Cheese from the mountains

LISTENING to the Radio 4 Food Programme about Albania, I was reminded of a visit we made to Bosnia some years ago and of the pleasure of unselfconscious hospitality and simple food produced with love.

The Albanian story was very much one of regeneration – bringing the traditional goats cheeses of the remote mountainous north to a wider market and making use of buildings that were built for different and sinister purposes (a prison for political prisoners, for example) to store fruit and other produce.

Young people who left the country to find a better life are returning as chefs and entrepreneurs. Some of them are now working to restore the best of the old (pre-Communist) traditions of farming, orchards or cheese-making – not only for their own restaurants and businesses, catering for southern Albanians and the increasing tourist trade, but also to boost the economy of the desperately poor north and try to halt the current levels of migration from Albania.

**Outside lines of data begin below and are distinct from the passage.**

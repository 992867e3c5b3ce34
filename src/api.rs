use crate::classifier::Classifier;
use crate::service::PredictionService;
use axum::body::Bytes;
use axum::extract::State;
use axum::http::{header, Method, StatusCode};
use axum::response::{IntoResponse, Json, Response};
use axum::routing::{get, post};
use axum::Router;
use serde_json::{json, Value};
use thiserror::Error;
use tower_http::cors::{Any, CorsLayer};

#[derive(Clone)]
pub struct AppState {
    pub service: PredictionService,
    pub tree_count: usize,
}

impl AppState {
    pub fn new(service: PredictionService, tree_count: usize) -> Self {
        Self {
            service,
            tree_count,
        }
    }
}

#[derive(Debug, Error, PartialEq)]
pub enum RequestError {
    #[error("request body must be a JSON object")]
    NotAnObject,
    #[error("no URL provided")]
    MissingUrl,
    #[error("'url' must be a non-empty string")]
    InvalidUrl,
    #[error("'urls' must be a non-empty list of strings")]
    InvalidUrls,
}

impl IntoResponse for RequestError {
    fn into_response(self) -> Response {
        (StatusCode::BAD_REQUEST, Json(json!({ "error": self.to_string() }))).into_response()
    }
}

#[derive(Debug, PartialEq)]
pub enum PredictRequest {
    Single(String),
    Batch(Vec<String>),
}

impl PredictRequest {
    /// `urls` wins when both keys are present
    pub fn parse(body: &[u8]) -> Result<Self, RequestError> {
        let value: Value = serde_json::from_slice(body).map_err(|_| RequestError::NotAnObject)?;
        let object = value.as_object().ok_or(RequestError::NotAnObject)?;

        if let Some(urls) = object.get("urls") {
            let list = urls.as_array().ok_or(RequestError::InvalidUrls)?;
            if list.is_empty() {
                return Err(RequestError::InvalidUrls);
            }
            let urls = list
                .iter()
                .map(|u| u.as_str().map(str::to_string))
                .collect::<Option<Vec<_>>>()
                .ok_or(RequestError::InvalidUrls)?;
            return Ok(PredictRequest::Batch(urls));
        }

        match object.get("url") {
            Some(Value::String(url)) if !url.trim().is_empty() => {
                Ok(PredictRequest::Single(url.clone()))
            }
            Some(_) => Err(RequestError::InvalidUrl),
            None => Err(RequestError::MissingUrl),
        }
    }
}

pub fn router(state: AppState) -> Router {
    let cors = CorsLayer::new()
        .allow_origin(Any)
        .allow_methods([Method::GET, Method::POST])
        .allow_headers([header::CONTENT_TYPE]);

    Router::new()
        .route("/predict", post(predict))
        .route("/health", get(health))
        .layer(cors)
        .with_state(state)
}

async fn predict(State(state): State<AppState>, body: Bytes) -> Response {
    let request = match PredictRequest::parse(&body) {
        Ok(request) => request,
        Err(e) => {
            log::info!("Rejected predict request: {e}");
            return e.into_response();
        }
    };

    match request {
        PredictRequest::Single(url) => match state.service.predict_one(&url).await {
            Ok(response) => {
                log::info!("{} -> {}", url, response.result.label);
                Json(response).into_response()
            }
            Err(e) => {
                log::warn!("Prediction failed for {url}: {e}");
                (
                    StatusCode::INTERNAL_SERVER_ERROR,
                    Json(json!({ "error": e.to_string() })),
                )
                    .into_response()
            }
        },
        PredictRequest::Batch(urls) => {
            let responses = state.service.predict_batch(&urls).await;
            let unsafe_count = responses.iter().filter(|r| !r.result.is_safe()).count();
            log::info!("Batch of {} URLs, {} not safe", responses.len(), unsafe_count);
            Json(responses).into_response()
        }
    }
}

async fn health(State(state): State<AppState>) -> Json<Value> {
    let classifier: &dyn Classifier = state.service.classifier();
    Json(json!({
        "status": "ok",
        "features": classifier.n_features(),
        "trees": state.tree_count,
    }))
}

/// Router over a ready service; used by `main` and the tests
pub fn app(service: PredictionService, tree_count: usize) -> Router {
    router(AppState::new(service, tree_count))
}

We went to Bosnia, specifically to visit Mostar, about eight years ago, driving down through Croatia, which adapted rapidly to a post-Communist world, making the most of its stunning Adriatic coast and ancient beautiful cities such as Dubrovnik.

Bosnia was very different, an insecure, damaged place where people were nervous of strangers and the scars of the conflict were still raw, both emotionally and physically (in the shattered buildings).

Mostar, which I first visited more than 40 years ago, has a painful beauty, with its iconic (restored) bridge,  its ancient alleys, mosques and grand 19th century buildings. Its location on a tumbling river is perfect, but dangerous – the city and its people were completely unprotected against firepower from the surrounding hills.

We spent a few days at an “eco-hotel” in the mountains about 10 miles out of the city. The area is a national park, rugged, rock-strewn, with eagles wheeling overhead and a few cattle and sheep herders, staying with their animals, constantly at risk from unexploded ordnance.

The hotel was a modern building with a bar and tables. The rooms were sparsely furnished but bright and light-filled. Nobody spoke English. We had virtually no local language, apart from polite basics of greetings and thank you, but the  owners’daughter had a bit of German so we managed a halting conversation about food.

We sat in the bar (it was blazing hot outside, with no tree cover) and drank good cold beer and waited. In about half an hour plates of potatoes and cheese arrived – three different cheeses, all delicate and fresh, with a handful of obviously just-picked herbs. Our lack of language prevented us doing more than smiling appreciation and eating every last bit.

The following morning there was a noise of cows and voices – we looked out to see the animals disappearing into the back of what seemed to be a house. Later in the day we realised that the house was also the village shop and dairy, and the cheese was made there with the fresh milk. The family kept apologising – presumably they expected western European visitors to want something more sophisticated. We absolutely loved it.

One morning I had a bad headache, and the owner’s sister-in-law brought me a tisane made with lavender and mint from her garden. It worked.

When we left, the sister-in-law was nowhere to be seen and we thought she was hiding from the camera, but she suddenly came running from the back garden with an armful of her lavender and mint. We were all in tears.

We have had many wonderful meals on our travels, but nothing has ever matched the simple deliciousness of that first plate of cheese and potatoes.

The challenge, for the Albanian cheese-makers as for the Bosnians, will be to find a market and make a living, but maintain that astonishing purity and quality.